### Material to process ###
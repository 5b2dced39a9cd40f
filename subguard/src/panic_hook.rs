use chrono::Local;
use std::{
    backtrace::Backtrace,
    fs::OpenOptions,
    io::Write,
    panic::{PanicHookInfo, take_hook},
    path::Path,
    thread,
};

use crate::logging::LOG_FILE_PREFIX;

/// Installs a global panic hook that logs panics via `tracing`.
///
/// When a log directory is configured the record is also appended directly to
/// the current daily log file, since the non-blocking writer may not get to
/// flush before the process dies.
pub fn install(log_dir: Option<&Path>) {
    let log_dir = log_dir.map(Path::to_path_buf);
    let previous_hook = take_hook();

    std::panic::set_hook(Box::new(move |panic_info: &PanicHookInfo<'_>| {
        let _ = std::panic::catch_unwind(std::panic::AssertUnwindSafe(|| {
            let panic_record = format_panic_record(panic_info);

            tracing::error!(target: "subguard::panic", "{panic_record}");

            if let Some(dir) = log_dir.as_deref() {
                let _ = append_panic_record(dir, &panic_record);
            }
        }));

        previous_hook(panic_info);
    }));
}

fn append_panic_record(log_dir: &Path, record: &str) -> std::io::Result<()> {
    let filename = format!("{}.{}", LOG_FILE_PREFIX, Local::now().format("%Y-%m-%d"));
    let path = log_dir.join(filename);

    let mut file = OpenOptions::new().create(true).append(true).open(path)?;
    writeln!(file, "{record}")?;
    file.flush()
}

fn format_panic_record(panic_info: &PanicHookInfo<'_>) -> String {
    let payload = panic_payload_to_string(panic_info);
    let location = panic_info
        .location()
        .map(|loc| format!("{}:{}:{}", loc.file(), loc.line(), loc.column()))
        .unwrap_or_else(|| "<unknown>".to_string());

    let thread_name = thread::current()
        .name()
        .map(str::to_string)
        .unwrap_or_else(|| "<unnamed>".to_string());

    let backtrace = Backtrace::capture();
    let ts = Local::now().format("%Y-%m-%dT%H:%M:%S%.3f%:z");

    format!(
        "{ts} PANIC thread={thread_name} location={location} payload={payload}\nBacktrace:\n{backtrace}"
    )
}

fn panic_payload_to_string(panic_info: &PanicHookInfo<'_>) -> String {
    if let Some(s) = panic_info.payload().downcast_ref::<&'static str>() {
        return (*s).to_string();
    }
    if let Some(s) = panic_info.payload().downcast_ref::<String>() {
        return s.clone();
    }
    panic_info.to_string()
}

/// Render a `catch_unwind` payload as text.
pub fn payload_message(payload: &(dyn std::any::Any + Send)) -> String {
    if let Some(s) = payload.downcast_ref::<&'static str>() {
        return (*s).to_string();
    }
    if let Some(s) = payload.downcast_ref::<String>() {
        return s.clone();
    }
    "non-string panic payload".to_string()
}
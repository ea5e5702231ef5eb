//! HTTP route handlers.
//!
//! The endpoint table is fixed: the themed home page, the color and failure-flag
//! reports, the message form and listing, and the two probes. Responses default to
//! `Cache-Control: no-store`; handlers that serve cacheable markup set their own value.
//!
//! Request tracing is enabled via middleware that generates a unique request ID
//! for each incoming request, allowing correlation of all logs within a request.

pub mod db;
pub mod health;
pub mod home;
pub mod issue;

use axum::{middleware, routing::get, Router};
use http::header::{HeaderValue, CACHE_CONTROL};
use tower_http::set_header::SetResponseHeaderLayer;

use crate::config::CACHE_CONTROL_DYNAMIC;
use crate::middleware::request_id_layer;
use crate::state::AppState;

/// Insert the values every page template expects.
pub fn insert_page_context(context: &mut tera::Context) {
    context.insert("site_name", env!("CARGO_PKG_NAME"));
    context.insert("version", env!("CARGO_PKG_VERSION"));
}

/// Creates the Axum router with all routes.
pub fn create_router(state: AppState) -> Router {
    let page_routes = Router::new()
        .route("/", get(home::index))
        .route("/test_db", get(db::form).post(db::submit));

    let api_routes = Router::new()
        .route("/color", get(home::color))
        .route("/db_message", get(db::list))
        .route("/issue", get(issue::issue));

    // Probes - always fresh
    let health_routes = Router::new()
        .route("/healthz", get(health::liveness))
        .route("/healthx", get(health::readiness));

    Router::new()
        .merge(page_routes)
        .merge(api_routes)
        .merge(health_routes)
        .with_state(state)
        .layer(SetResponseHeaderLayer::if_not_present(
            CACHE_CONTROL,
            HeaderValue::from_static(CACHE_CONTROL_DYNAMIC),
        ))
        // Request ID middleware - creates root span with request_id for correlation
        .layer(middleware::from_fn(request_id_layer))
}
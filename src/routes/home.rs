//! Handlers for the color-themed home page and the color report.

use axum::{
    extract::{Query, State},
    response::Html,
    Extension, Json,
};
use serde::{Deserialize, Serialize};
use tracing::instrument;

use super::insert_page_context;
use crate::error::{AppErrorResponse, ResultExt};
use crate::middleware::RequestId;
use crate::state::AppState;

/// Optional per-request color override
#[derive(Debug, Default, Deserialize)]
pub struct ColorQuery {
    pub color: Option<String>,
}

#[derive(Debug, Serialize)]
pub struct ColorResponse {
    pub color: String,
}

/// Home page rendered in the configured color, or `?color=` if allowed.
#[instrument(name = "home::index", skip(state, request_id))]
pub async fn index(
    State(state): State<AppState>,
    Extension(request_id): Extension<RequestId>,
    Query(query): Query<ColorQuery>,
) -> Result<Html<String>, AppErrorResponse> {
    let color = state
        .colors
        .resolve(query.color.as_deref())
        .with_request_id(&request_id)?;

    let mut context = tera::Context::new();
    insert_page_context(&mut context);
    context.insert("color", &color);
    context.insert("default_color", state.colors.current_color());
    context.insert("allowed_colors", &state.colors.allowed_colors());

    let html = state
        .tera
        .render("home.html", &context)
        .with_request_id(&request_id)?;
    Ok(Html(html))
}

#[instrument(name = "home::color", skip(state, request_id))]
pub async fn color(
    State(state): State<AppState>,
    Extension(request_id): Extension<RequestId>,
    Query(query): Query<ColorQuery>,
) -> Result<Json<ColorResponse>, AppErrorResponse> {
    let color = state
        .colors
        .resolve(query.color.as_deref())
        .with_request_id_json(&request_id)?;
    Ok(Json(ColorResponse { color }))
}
###
Reply with the number of lines in the data that include the string "colors" and nothing else.

4